In the case of populist politics, while it is surely true that part of the populist vote is fueled by cognitive biases, it is also the case that it results from purposeful and intentional behavior. Postulating that people are rational is relevant because it forces us to uncover the reasons that people have to adopt this behavior. It may happen that a fully rational choice account of populism is impossible or limited, in which case we may have to invoke behavioral explanations that rely on specific and highly contextual psychological assumptions. However, the default assumption of social sciences must be the rationality principle. Rational choice theory will therefore never die.
[1] Among the most sophisticated and lucid critiques, see the writings of Jon Elster, for instance Jon Elster, Explaining Social Behavior: More Nuts and Bolts for the Social Sciences (Cambridge University Press, 2007). In political science, for a mostly empirically-based criticism, see Donald Green and Ian Shapiro, Pathologies of Rational Choice Theory: A Critique of Applications in Political Science (New Haven, Conn.: Yale University Press, 1996).
[2] Gary S. Becker, “Irrational Behavior and Economic Theory,” Journal of Political Economy 70, no. 1 (February 1, 1962): 1–13, https://doi.org/10.1086/258584.
[3] Daniel C. Dennett, The Intentional Stance (MIT Press, 1989), p. 25, emphasis in original.

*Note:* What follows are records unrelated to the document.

//! MoneyBuddy is a small web app for tracking personal income and expenses.
//!
//! This library provides a web server that directly serves HTML pages. All
//! transactions are held in memory by a [TransactionStore] and mirrored to a
//! single key in durable [Storage] after every change.

#![warn(missing_docs)]

use std::{net::SocketAddr, time::Duration};

use axum::{
    http::StatusCode,
    response::{IntoResponse, Response},
};
use axum_server::Handle;
use tokio::signal;

mod alert;
mod app_state;
mod dashboard;
mod endpoints;
mod html;
mod internal_server_error;
mod month;
mod navigation;
mod not_found;
mod routing;
mod storage;
mod timezone;
mod transaction;

#[cfg(test)]
mod test_utils;

pub use app_state::AppState;
pub use month::YearMonth;
pub use routing::build_router;
pub use storage::{SQLiteStorage, Storage};
pub use timezone::get_local_offset;
pub use transaction::{
    CategoryName, Transaction, TransactionBuilder, TransactionId, TransactionStore,
    TransactionType,
};

use crate::{alert::Alert, internal_server_error::InternalServerError};

/// An async task that waits for either the ctrl+c or terminate signal, whichever comes first, and
/// then signals the server to shut down gracefully.
///
/// `handle` is a handle to an Axum `Server`.
pub async fn graceful_shutdown(handle: Handle<SocketAddr>) {
    let ctrl_c = async {
        signal::ctrl_c()
            .await
            .expect("failed to install Ctrl+C handler");
    };

    #[cfg(unix)]
    let terminate = async {
        signal::unix::signal(signal::unix::SignalKind::terminate())
            .expect("failed to install signal handler")
            .recv()
            .await;
    };

    #[cfg(not(unix))]
    let terminate = std::future::pending::<()>();

    tokio::select! {
        _ = ctrl_c => {
            tracing::debug!("Received ctrl+c signal.");
            handle.graceful_shutdown(Some(Duration::from_secs(1)));
        },
        _ = terminate => {
            tracing::debug!("Received terminate signal.");
            handle.graceful_shutdown(Some(Duration::from_secs(1)));
        },
    }
}

/// The errors that may occur in the application.
#[derive(Debug, thiserror::Error, PartialEq)]
pub enum Error {
    /// The amount for a transaction was not a finite, non-negative number.
    #[error("{0} is not a valid amount, amounts must be a number of zero or more")]
    InvalidAmount(f64),

    /// An empty string was used as a category name.
    #[error("category name cannot be empty")]
    EmptyCategoryName,

    /// A string could not be parsed as a year and month in the format `YYYY-MM`.
    #[error("\"{0}\" is not a valid month, expected the format YYYY-MM")]
    InvalidMonth(String),

    /// The transactions held in storage could not be read back.
    ///
    /// The store recovers from this error by starting with no transactions,
    /// so it should only ever be logged.
    #[error("the stored transactions are malformed: {0}")]
    MalformedTransactions(String),

    /// Tried to update a transaction that does not exist
    #[error("tried to update a transaction that is not in the store")]
    UpdateMissingTransaction,

    /// Tried to delete a transaction that does not exist
    #[error("tried to delete a transaction that is not in the store")]
    DeleteMissingTransaction,

    /// The durable storage could not be read from or written to.
    #[error("could not access storage: {0}")]
    StorageError(String),

    /// An unhandled/unexpected SQL error.
    #[error("an unexpected SQL error occurred: {0}")]
    SqlError(rusqlite::Error),

    /// An error occurred while serializing a struct as JSON
    #[error("could not serialize as JSON: {0}")]
    JSONSerializationError(String),

    /// Could not acquire the lock for the transaction store.
    #[error("could not acquire the transaction store lock")]
    StoreLockError,

    /// An error occurred while getting the local timezone from a canonical timezone string.
    #[error("invalid timezone {0}")]
    InvalidTimezoneError(String),
}

impl From<rusqlite::Error> for Error {
    fn from(value: rusqlite::Error) -> Self {
        tracing::error!("an unhandled SQL error occurred: {}", value);
        Error::SqlError(value)
    }
}

impl From<serde_json::Error> for Error {
    fn from(value: serde_json::Error) -> Self {
        Error::JSONSerializationError(value.to_string())
    }
}

impl IntoResponse for Error {
    fn into_response(self) -> Response {
        match self {
            Error::InvalidTimezoneError(timezone) => {
                InternalServerError::invalid_timezone(&timezone).into_response()
            }
            Error::StoreLockError => InternalServerError::default().into_response(),
            // Any errors that are not handled above are not intended to be shown to the client.
            error => {
                tracing::error!("An unexpected error occurred: {}", error);
                InternalServerError::default().into_response()
            }
        }
    }
}

impl Error {
    fn into_alert_response(self) -> Response {
        let (status_code, alert) = match self {
            Error::InvalidAmount(amount) => (
                StatusCode::BAD_REQUEST,
                Alert::error(
                    "Invalid amount",
                    &format!("{amount} is not a valid amount. Enter a number that is zero or more."),
                ),
            ),
            Error::EmptyCategoryName => (
                StatusCode::BAD_REQUEST,
                Alert::error(
                    "Invalid category",
                    "Category cannot be empty. Pick a category from the list or type your own.",
                ),
            ),
            Error::InvalidMonth(month) => (
                StatusCode::BAD_REQUEST,
                Alert::error(
                    "Invalid month",
                    &format!("\"{month}\" is not a month, expected the format YYYY-MM."),
                ),
            ),
            Error::UpdateMissingTransaction => (
                StatusCode::NOT_FOUND,
                Alert::error(
                    "Could not update transaction",
                    "The transaction could not be found.",
                ),
            ),
            Error::DeleteMissingTransaction => (
                StatusCode::NOT_FOUND,
                Alert::error(
                    "Could not delete transaction",
                    "The transaction could not be found. \
                    Try refreshing the page to see if the transaction has already been deleted.",
                ),
            ),
            Error::StorageError(_) | Error::SqlError(_) | Error::JSONSerializationError(_) => (
                StatusCode::INTERNAL_SERVER_ERROR,
                Alert::error(
                    "Could not save changes",
                    "Your changes could not be written to storage and have not been applied. \
                    Try again or check the server logs.",
                ),
            ),
            Error::InvalidTimezoneError(timezone) => (
                StatusCode::INTERNAL_SERVER_ERROR,
                Alert::error(
                    "Invalid Timezone Settings",
                    &format!(
                        "Could not get local timezone \"{timezone}\". Check your server settings and \
                        ensure the timezone has been set to valid, canonical timezone string"
                    ),
                ),
            ),
            error => {
                tracing::error!("An unexpected error occurred: {}", error);
                (
                    StatusCode::INTERNAL_SERVER_ERROR,
                    Alert::error(
                        "Something went wrong",
                        "An unexpected error occurred, check the server logs for more details.",
                    ),
                )
            }
        };

        (status_code, alert).into_response()
    }
}
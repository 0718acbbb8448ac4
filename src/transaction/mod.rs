//! Transaction management for the finance tracker.
//!
//! This module contains everything related to transactions:
//! - The `Transaction` model and `TransactionBuilder` for creating transactions
//! - The `TransactionStore` that owns the collection and persists every change
//! - Pure aggregations used by the dashboard and the transaction list
//! - View and endpoint handlers for transaction-related web pages

mod aggregation;
mod core;
mod create_endpoint;
mod create_page;
mod delete_endpoint;
mod edit_endpoint;
mod form;
mod store;
mod transactions_page;
mod view;

pub use aggregation::{
    CategoryTotal, DayGroup, Totals, filter_by_month, group_by_date, monthly_expenses,
    sum_by_category, totals_by_type,
};
pub use core::{
    CategoryName, DEFAULT_CATEGORIES, Transaction, TransactionBuilder, TransactionId,
    TransactionType,
};
pub use create_endpoint::create_transaction_endpoint;
pub use create_page::get_create_transaction_page;
pub use delete_endpoint::delete_transaction_endpoint;
pub use edit_endpoint::edit_transaction_endpoint;
pub use store::{RowsAffected, TransactionStore};
pub use transactions_page::get_transactions_page;
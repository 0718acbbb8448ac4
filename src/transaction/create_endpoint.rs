//! Defines the endpoint for creating a new transaction.
use std::sync::{Arc, Mutex};

use axum::{
    extract::{FromRef, State},
    http::StatusCode,
    response::{IntoResponse, Response},
};
// Must use axum_extra's Form since that parses an empty string as None instead
// of crashing like axum::Form.
use axum_extra::extract::Form;
use axum_htmx::HxRedirect;

use crate::{
    AppState,
    app_state::lock_store,
    month::YearMonth,
    transaction::{TransactionStore, form::TransactionForm, transactions_page::TransactionsQuery},
};

/// The state needed to create a transaction.
#[derive(Debug, Clone)]
pub struct CreateTransactionState {
    /// The store that the new transaction is added to.
    pub store: Arc<Mutex<TransactionStore>>,
}

impl FromRef<AppState> for CreateTransactionState {
    fn from_ref(state: &AppState) -> Self {
        Self {
            store: state.store.clone(),
        }
    }
}

/// A route handler for creating a new transaction.
///
/// On success, redirects to the transactions view for the month of the new transaction.
pub async fn create_transaction_endpoint(
    State(state): State<CreateTransactionState>,
    Form(form): Form<TransactionForm>,
) -> Response {
    let builder = match form.into_builder() {
        Ok(builder) => builder,
        Err(error) => {
            tracing::warn!("Rejected new transaction: {error}");
            return error.into_alert_response();
        }
    };

    let transaction = {
        let mut store = match lock_store(&state.store) {
            Ok(store) => store,
            Err(error) => return error.into_alert_response(),
        };

        match store.create(builder) {
            Ok(transaction) => transaction,
            Err(error) => {
                tracing::error!("could not create transaction: {error}");
                return error.into_alert_response();
            }
        }
    };

    tracing::info!("Created transaction {}", transaction.id);

    let redirect_url = TransactionsQuery {
        month: Some(YearMonth::of(transaction.date)),
        edit: None,
    }
    .to_url();

    (HxRedirect(redirect_url), StatusCode::SEE_OTHER).into_response()
}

Thank you for your comment. I agree that as soon as we are dealing with choices under risk, transitivity and reflexivity are not enough. But as you say, RDU is ultimately a generalization of EU and therefore of the rationality principle. My view is that the rationality principle is the default hypothesis to study social behavior. In some cases, you may need to use some of its generalizations to provide a fuller account of the phenomenon at stake. And maybe in other (rarer) cases, you may need a completely different theory of "nonrational" behavior.

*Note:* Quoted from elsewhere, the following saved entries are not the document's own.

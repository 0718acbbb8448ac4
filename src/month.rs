//! A calendar month, used to filter transactions and label pages.

use std::{fmt::Display, str::FromStr};

use serde::{Deserialize, Deserializer, de};
use time::{Date, Month};

use crate::Error;

/// A month in a specific year, e.g. March 2024.
///
/// Parsed from and displayed as `YYYY-MM`, the format used by HTML month inputs.
#[derive(Debug, Clone, Copy, PartialEq, Eq, PartialOrd, Ord, Hash)]
pub struct YearMonth {
    year: i32,
    month: Month,
}

impl YearMonth {
    /// Create a new year-month.
    pub const fn new(year: i32, month: Month) -> Self {
        Self { year, month }
    }

    /// The month that `date` falls in.
    pub fn of(date: Date) -> Self {
        Self::new(date.year(), date.month())
    }

    /// The year.
    pub fn year(&self) -> i32 {
        self.year
    }

    /// The month of the year.
    pub fn month(&self) -> Month {
        self.month
    }

    /// Whether `date` falls within this month.
    pub fn contains(&self, date: Date) -> bool {
        date.year() == self.year && date.month() == self.month
    }

    /// The month before this one.
    pub fn previous(self) -> Self {
        match self.month {
            Month::January => Self::new(self.year - 1, Month::December),
            month => Self::new(self.year, month.previous()),
        }
    }

    /// The month after this one.
    pub fn next(self) -> Self {
        match self.month {
            Month::December => Self::new(self.year + 1, Month::January),
            month => Self::new(self.year, month.next()),
        }
    }

    /// The month name followed by the year, e.g. "March 2024".
    pub fn long_label(&self) -> String {
        format!("{} {}", self.month, self.year)
    }

    /// The abbreviated month name, e.g. "Mar".
    pub fn short_label(&self) -> &'static str {
        match self.month {
            Month::January => "Jan",
            Month::February => "Feb",
            Month::March => "Mar",
            Month::April => "Apr",
            Month::May => "May",
            Month::June => "Jun",
            Month::July => "Jul",
            Month::August => "Aug",
            Month::September => "Sep",
            Month::October => "Oct",
            Month::November => "Nov",
            Month::December => "Dec",
        }
    }
}

impl Display for YearMonth {
    fn fmt(&self, f: &mut std::fmt::Formatter<'_>) -> std::fmt::Result {
        write!(f, "{:04}-{:02}", self.year, self.month as u8)
    }
}

impl FromStr for YearMonth {
    type Err = Error;

    fn from_str(text: &str) -> Result<Self, Self::Err> {
        let invalid = || Error::InvalidMonth(text.to_owned());

        let (year, month) = text.split_once('-').ok_or_else(invalid)?;

        if year.len() != 4 || month.len() != 2 {
            return Err(invalid());
        }

        if !year.bytes().chain(month.bytes()).all(|b| b.is_ascii_digit()) {
            return Err(invalid());
        }

        let year: i32 = year.parse().map_err(|_| invalid())?;
        let month: u8 = month.parse().map_err(|_| invalid())?;
        let month = Month::try_from(month).map_err(|_| invalid())?;

        Ok(Self::new(year, month))
    }
}

impl<'de> Deserialize<'de> for YearMonth {
    fn deserialize<D>(deserializer: D) -> Result<Self, D::Error>
    where
        D: Deserializer<'de>,
    {
        let text = String::deserialize(deserializer)?;
        text.parse().map_err(de::Error::custom)
    }
}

Rationality is a more problematic concept than you imply here. You can't get far with just transitivity and reflexivity. The first big difficulty comes up with the independence axiom under uncertainty. Lots of people violate it, and this violation can be accommodated by various generalizations of EU, like rank-dependent utility (my baby!). Several responses are possible
(i) Even though RDU lacks appealing properties like dynamic consistency, RDU choices are rational
(ii) RDU choices are mistakes, and careful reflection would lead RDU people to follow EU
(iii) RDU people are irrational and that's too bad
The same set of response arise in relation to any choices that violate some proposed rationality norm. It's always possible to model such choices as the maximization of a (possibly stochastic function), so some analog to RDU is always available.